(Input material)
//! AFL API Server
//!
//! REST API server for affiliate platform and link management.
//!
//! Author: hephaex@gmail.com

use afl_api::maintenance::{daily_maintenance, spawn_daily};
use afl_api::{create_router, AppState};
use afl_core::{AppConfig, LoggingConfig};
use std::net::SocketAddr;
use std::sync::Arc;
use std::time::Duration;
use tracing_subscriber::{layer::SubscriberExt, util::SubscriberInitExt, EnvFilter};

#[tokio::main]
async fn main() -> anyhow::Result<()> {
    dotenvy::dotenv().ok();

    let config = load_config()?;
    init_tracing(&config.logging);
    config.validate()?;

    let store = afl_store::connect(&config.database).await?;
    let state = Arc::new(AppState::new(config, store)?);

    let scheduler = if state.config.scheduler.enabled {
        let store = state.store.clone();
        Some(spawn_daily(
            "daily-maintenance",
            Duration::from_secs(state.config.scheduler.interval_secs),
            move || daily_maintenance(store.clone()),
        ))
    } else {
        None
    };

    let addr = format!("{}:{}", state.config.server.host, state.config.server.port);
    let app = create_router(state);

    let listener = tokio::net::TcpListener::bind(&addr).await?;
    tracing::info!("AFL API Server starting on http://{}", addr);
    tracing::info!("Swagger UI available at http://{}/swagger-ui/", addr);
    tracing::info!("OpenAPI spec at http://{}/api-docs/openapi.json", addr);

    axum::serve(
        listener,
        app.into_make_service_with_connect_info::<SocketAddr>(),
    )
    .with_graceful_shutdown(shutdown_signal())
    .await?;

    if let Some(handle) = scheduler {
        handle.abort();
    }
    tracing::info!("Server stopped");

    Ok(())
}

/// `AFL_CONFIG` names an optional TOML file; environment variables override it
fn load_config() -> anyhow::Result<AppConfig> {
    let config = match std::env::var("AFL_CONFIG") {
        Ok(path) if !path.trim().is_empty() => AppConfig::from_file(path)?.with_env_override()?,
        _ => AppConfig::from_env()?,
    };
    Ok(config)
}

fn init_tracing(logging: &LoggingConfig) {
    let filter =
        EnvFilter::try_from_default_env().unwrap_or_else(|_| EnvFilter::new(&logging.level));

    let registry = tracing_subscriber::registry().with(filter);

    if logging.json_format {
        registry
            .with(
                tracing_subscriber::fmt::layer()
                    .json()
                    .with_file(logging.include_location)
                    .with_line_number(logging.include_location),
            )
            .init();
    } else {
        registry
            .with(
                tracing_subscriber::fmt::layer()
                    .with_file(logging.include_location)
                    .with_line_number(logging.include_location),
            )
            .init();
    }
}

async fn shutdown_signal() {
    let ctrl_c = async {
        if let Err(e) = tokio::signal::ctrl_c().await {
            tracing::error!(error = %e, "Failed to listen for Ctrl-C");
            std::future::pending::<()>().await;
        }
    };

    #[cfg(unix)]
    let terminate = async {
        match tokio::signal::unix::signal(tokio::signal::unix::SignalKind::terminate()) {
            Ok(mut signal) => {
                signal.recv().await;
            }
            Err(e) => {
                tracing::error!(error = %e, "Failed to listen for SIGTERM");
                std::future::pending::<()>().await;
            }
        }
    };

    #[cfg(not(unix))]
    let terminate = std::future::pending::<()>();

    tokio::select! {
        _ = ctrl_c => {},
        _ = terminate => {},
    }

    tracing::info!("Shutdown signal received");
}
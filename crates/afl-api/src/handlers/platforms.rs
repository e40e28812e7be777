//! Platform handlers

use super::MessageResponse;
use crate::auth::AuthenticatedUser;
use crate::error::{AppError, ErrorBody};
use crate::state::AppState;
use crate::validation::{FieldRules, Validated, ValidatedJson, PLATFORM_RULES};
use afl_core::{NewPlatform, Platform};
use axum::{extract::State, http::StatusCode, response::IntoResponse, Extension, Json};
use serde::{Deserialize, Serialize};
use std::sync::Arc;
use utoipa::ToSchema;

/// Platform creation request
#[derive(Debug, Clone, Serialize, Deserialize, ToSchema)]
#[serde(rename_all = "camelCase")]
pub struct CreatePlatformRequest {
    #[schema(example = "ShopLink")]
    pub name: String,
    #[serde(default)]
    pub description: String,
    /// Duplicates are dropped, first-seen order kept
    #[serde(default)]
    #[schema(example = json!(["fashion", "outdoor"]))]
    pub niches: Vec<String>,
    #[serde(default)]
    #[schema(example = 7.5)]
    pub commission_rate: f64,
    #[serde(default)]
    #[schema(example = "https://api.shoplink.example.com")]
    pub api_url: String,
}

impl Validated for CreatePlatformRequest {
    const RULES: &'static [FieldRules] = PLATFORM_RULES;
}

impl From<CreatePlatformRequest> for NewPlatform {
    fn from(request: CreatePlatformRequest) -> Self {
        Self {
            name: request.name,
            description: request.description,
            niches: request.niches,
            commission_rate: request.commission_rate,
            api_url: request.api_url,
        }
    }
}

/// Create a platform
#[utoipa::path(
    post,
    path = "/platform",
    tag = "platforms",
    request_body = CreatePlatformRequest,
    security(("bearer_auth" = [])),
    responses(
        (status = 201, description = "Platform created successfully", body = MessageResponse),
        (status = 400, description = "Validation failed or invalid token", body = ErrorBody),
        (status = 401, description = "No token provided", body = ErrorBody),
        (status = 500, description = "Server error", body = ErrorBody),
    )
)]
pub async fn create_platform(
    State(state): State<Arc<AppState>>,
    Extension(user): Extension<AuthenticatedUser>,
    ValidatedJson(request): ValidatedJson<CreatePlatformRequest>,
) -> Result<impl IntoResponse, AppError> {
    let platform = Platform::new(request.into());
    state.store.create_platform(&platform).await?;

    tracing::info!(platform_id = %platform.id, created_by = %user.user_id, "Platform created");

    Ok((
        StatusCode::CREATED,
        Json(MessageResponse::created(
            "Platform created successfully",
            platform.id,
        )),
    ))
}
(End Input material)
= What you will do =
What lines of the preceding data include the string "match"? Pull them out.

= Expected answer =
    let config = match std::env::var("AFL_CONFIG") {
        match tokio::signal::unix::signal(tokio::signal::unix::SignalKind::terminate()) {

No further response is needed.